While the above areas are clearly exciting from a financial inclusion perspective, there are a few sub-sectors that inherently do not lend themselves for mass scale adoption, making them unlikely targets for early stage impact focused funds. Such sub-segments are unlikely to be solving a pressing need for lower income sections of the population, thereby limiting their potential for mass scale financial disruption.
1. Payments — This is perhaps one of the largest Fintech sub-sectors in terms of innovation and investment activity. Technological advancements in payments are changing the way the Indian consumer spends money.Unfortunately, these companies typically require large marketing spends to drive customer adoption and in turn, earn a sliver of the transaction value and, as a result may not be a great fit for early stage impact-focused funds.
2. P2P Lending — Online P2P lending companies work as marketplaces that bring individual borrowers and lenders together for loan transactions without the intervention of traditional financial institutions. This is a sub-segment that has the potential to be a strong alternate investment/lending channel. It will be interesting to wait and watch as to how this sector evolves especially with regard to the regulatory environment as RBI is keeping a close watch and is in process of formulating regulations for this space.
3. SME Lending Marketplaces — From an impact lens, these startups need to cater to the long tail of SMEs. So far, most of the companies tend to be lead gen channels for banks or finance companies without creating true disruption or significantly shortening time to credit for small businesses.

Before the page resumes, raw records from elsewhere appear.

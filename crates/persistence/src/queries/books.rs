// Copyright (C) 2026 Fred Clausen
// Use of this source code is governed by an MIT-style
// license that can be found in the LICENSE file or at
// https://opensource.org/licenses/MIT.

//! Book listing and lookup queries.

use diesel::prelude::*;
use diesel::{MysqlConnection, SqliteConnection};
use std::collections::HashSet;
use tracing::debug;

use booktrack_domain::BookStatus;

use crate::data_models::{BookFilters, BookRecord, UserBookCount};
use crate::diesel_schema::{book_follow_up, users};
use crate::error::PersistenceError;
use crate::queries::BookJoinRow;

backend_fn! {
/// Retrieves one page of books, deduplicated by book number.
///
/// The listing shows one row per distinct book number (the newest row
/// when several share a number across years); `total` counts those
/// deduplicated entries. Rows with a NULL book number are kept
/// individually.
///
/// A narrow `(book_id, book_no)` scan drives the dedup and pagination;
/// only the page's rows are then loaded with their joins.
///
/// # Errors
///
/// Returns an error if the database query fails.
pub fn list_filtered_books(
    conn: &mut _,
    filters: &BookFilters,
    page: i64,
    limit: i64,
) -> Result<(Vec<BookRecord>, i64), PersistenceError> {
    debug!(page, limit, "Listing filtered books");

    let mut scan = book_follow_up::table
        .select((book_follow_up::book_id, book_follow_up::book_no))
        .order(book_follow_up::book_id.desc())
        .into_boxed();
    if let Some(v) = &filters.book_no {
        scan = scan.filter(book_follow_up::book_no.eq(v.as_str()));
    }
    if let Some(v) = &filters.book_status {
        scan = scan.filter(book_follow_up::book_status.eq(v.as_str()));
    }
    if let Some(v) = &filters.book_type {
        scan = scan.filter(book_follow_up::book_type.eq(v.as_str()));
    }
    if let Some(v) = &filters.directory_name {
        scan = scan.filter(book_follow_up::directory_name.eq(v.as_str()));
    }
    if let Some(v) = &filters.subject {
        scan = scan.filter(book_follow_up::subject.eq(v.as_str()));
    }
    if let Some(v) = &filters.incoming_no {
        scan = scan.filter(book_follow_up::incoming_no.eq(v.as_str()));
    }

    let pairs: Vec<(i64, Option<String>)> = scan.load(conn)?;

    let mut seen: HashSet<String> = HashSet::new();
    let mut ids: Vec<i64> = Vec::new();
    for (id, book_no) in pairs {
        match book_no {
            Some(no) => {
                if seen.insert(no) {
                    ids.push(id);
                }
            }
            None => ids.push(id),
        }
    }
    let total: i64 = ids.len() as i64;

    let offset: usize = usize::try_from((page - 1) * limit).unwrap_or(0);
    let page_ids: Vec<i64> = ids
        .into_iter()
        .skip(offset)
        .take(usize::try_from(limit).unwrap_or(0))
        .collect();

    let rows: Vec<BookJoinRow> = book_join!()
        .filter(book_follow_up::book_id.eq_any(&page_ids))
        .order(book_follow_up::book_id.desc())
        .select(book_join_select!())
        .load(conn)?;

    Ok((rows.into_iter().map(Into::into).collect(), total))
}
}

backend_fn! {
/// Retrieves a single book with its creator and primary pairing names.
///
/// # Errors
///
/// Returns an error if the database query fails.
/// Returns `Ok(None)` if the book does not exist.
pub fn get_book(conn: &mut _, book_id: i64) -> Result<Option<BookRecord>, PersistenceError> {
    debug!(book_id, "Looking up book");

    let result: Result<BookJoinRow, diesel::result::Error> = book_join!()
        .filter(book_follow_up::book_id.eq(book_id))
        .select(book_join_select!())
        .first(conn);

    match result {
        Ok(row) => Ok(Some(row.into())),
        Err(diesel::result::Error::NotFound) => Ok(None),
        Err(e) => Err(PersistenceError::from(e)),
    }
}
}

backend_fn! {
/// Retrieves one page of late books for a user.
///
/// A late book is one whose status is still the pending value. The
/// earlier incoming-date window was dropped; only status and user
/// filter the set. Rows are ordered by incoming date, oldest first.
///
/// # Errors
///
/// Returns an error if the database query fails.
pub fn late_books(
    conn: &mut _,
    user_id: i64,
    page: i64,
    limit: i64,
) -> Result<(Vec<BookRecord>, i64), PersistenceError> {
    let pending_status: BookStatus = BookStatus::Pending;
    let pending: &str = pending_status.as_str();

    let total: i64 = book_follow_up::table
        .filter(book_follow_up::book_status.eq(pending))
        .filter(book_follow_up::user_id.eq(user_id))
        .count()
        .get_result(conn)?;

    let rows: Vec<BookJoinRow> = book_join!()
        .filter(book_follow_up::book_status.eq(pending))
        .filter(book_follow_up::user_id.eq(user_id))
        .order(book_follow_up::incoming_date.asc())
        .offset((page - 1) * limit)
        .limit(limit)
        .select(book_join_select!())
        .load(conn)?;

    Ok((rows.into_iter().map(Into::into).collect(), total))
}
}

backend_fn! {
/// Lists all distinct book numbers, ordered.
///
/// # Errors
///
/// Returns an error if the database query fails.
pub fn distinct_book_numbers(conn: &mut _) -> Result<Vec<String>, PersistenceError> {
    let numbers: Vec<Option<String>> = book_follow_up::table
        .filter(book_follow_up::book_no.is_not_null())
        .select(book_follow_up::book_no)
        .distinct()
        .order(book_follow_up::book_no.asc())
        .load(conn)?;

    Ok(numbers.into_iter().flatten().collect())
}
}

backend_fn! {
/// Lists all distinct non-null incoming numbers, ordered.
///
/// # Errors
///
/// Returns an error if the database query fails.
pub fn distinct_incoming_numbers(conn: &mut _) -> Result<Vec<String>, PersistenceError> {
    let numbers: Vec<Option<String>> = book_follow_up::table
        .filter(book_follow_up::incoming_no.is_not_null())
        .select(book_follow_up::incoming_no)
        .distinct()
        .order(book_follow_up::incoming_no.asc())
        .load(conn)?;

    Ok(numbers.into_iter().flatten().collect())
}
}

backend_fn! {
/// Lists distinct directory names matching a substring, ordered.
///
/// # Errors
///
/// Returns an error if the database query fails.
pub fn search_directory_names(
    conn: &mut _,
    query: &str,
) -> Result<Vec<String>, PersistenceError> {
    let pattern: String = format!("%{query}%");
    let names: Vec<Option<String>> = book_follow_up::table
        .filter(book_follow_up::directory_name.is_not_null())
        .filter(book_follow_up::directory_name.like(pattern))
        .select(book_follow_up::directory_name)
        .distinct()
        .order(book_follow_up::directory_name.asc())
        .load(conn)?;

    Ok(names.into_iter().flatten().collect())
}
}

backend_fn! {
/// Checks whether a (type, number, year) combination is already taken.
///
/// Book-number uniqueness is scoped by book type and the year of the
/// book date; this is the application-level probe clients call before
/// submitting.
///
/// # Errors
///
/// Returns an error if the database query fails.
pub fn book_no_exists(
    conn: &mut _,
    book_no: &str,
    book_type: &str,
    year: i32,
) -> Result<bool, PersistenceError> {
    let dates: Vec<Option<String>> = book_follow_up::table
        .filter(book_follow_up::book_no.eq(book_no))
        .filter(book_follow_up::book_type.eq(book_type))
        .select(book_follow_up::book_date)
        .load(conn)?;

    let prefix: String = format!("{year}-");
    Ok(dates.into_iter().flatten().any(|d| d.starts_with(&prefix)))
}
}

backend_fn! {
/// Lists all distinct non-null subjects.
///
/// Feeds the fuzzy stage of the subject search.
///
/// # Errors
///
/// Returns an error if the database query fails.
pub fn distinct_subjects(conn: &mut _) -> Result<Vec<String>, PersistenceError> {
    let subjects: Vec<Option<String>> = book_follow_up::table
        .filter(book_follow_up::subject.is_not_null())
        .select(book_follow_up::subject)
        .distinct()
        .load(conn)?;

    Ok(subjects.into_iter().flatten().collect())
}
}

backend_fn! {
/// Retrieves all books whose subject matches exactly.
///
/// # Errors
///
/// Returns an error if the database query fails.
pub fn books_by_subject(
    conn: &mut _,
    subject: &str,
) -> Result<Vec<BookRecord>, PersistenceError> {
    let rows: Vec<BookJoinRow> = book_join!()
        .filter(book_follow_up::subject.eq(subject))
        .order(book_follow_up::book_id.desc())
        .select(book_join_select!())
        .load(conn)?;

    Ok(rows.into_iter().map(Into::into).collect())
}
}

backend_fn! {
/// Retrieves all books whose subject contains any of the given words.
///
/// # Errors
///
/// Returns an error if the database query fails.
pub fn books_by_subject_words(
    conn: &mut _,
    words: &[String],
) -> Result<Vec<BookRecord>, PersistenceError> {
    if words.is_empty() {
        return Ok(Vec::new());
    }

    let mut query = book_join!()
        .select(book_join_select!())
        .order(book_follow_up::book_id.desc())
        .into_boxed();
    let mut first: bool = true;
    for word in words {
        let pattern: String = format!("%{word}%");
        query = if first {
            first = false;
            query.filter(book_follow_up::subject.like(pattern))
        } else {
            query.or_filter(book_follow_up::subject.like(pattern))
        };
    }

    let rows: Vec<BookJoinRow> = query.load(conn)?;
    Ok(rows.into_iter().map(Into::into).collect())
}
}

backend_fn! {
/// Counts books of a given type.
///
/// # Errors
///
/// Returns an error if the database query fails.
pub fn count_books_with_type(
    conn: &mut _,
    book_type: &str,
) -> Result<i64, PersistenceError> {
    Ok(book_follow_up::table
        .filter(book_follow_up::book_type.eq(book_type))
        .count()
        .get_result(conn)?)
}
}

backend_fn! {
/// Counts books in a given status.
///
/// # Errors
///
/// Returns an error if the database query fails.
pub fn count_books_with_status(
    conn: &mut _,
    book_status: &str,
) -> Result<i64, PersistenceError> {
    Ok(book_follow_up::table
        .filter(book_follow_up::book_status.eq(book_status))
        .count()
        .get_result(conn)?)
}
}

backend_fn! {
/// Counts books per creating user, busiest first.
///
/// # Errors
///
/// Returns an error if the database query fails.
pub fn count_books_per_user(conn: &mut _) -> Result<Vec<UserBookCount>, PersistenceError> {
    use diesel::dsl::count;

    let rows: Vec<(String, i64)> = book_follow_up::table
        .inner_join(users::table)
        .group_by(users::username)
        .select((users::username, count(book_follow_up::book_id)))
        .order(count(book_follow_up::book_id).desc())
        .load(conn)?;

    Ok(rows
        .into_iter()
        .map(|(username, book_count)| UserBookCount {
            username,
            book_count,
        })
        .collect())
}
}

4. Real Estate Tech Platforms — There are some exciting business models being evolved here such as extending the mutual fund/pooling concept to make real estate investments more accessible and affordable, elimination of middlemen by using technology to discovery properties, leveraging technology to verify property titles etc. However, this space too is unlikely have potential for mass disruption as it doesn’t currently solve a pressing need for lower income sections of the population.
So, what are the kind of Fintech startups that funds such as Unitus Ventures would like to invest in? The power to create a multiplier effect is what draws investors, whether mainstream or impact-focused, to Fintech companies. The Uberization of banking, the WhatsApp moment in the financial sector, the Unbundling of banks- whatever words you may choose to describe the ‘Fintech’ revolution, the truth is that startups creating true mass scale disruption are here to stay.
We, at Unitus Ventures, are looking for Fintech startups that have the potential to create mass scale impact by leveraging technology to provide financial services at a fraction of the current cost. We’re looking for real Fintech, not old Fin in the garb of new Tech.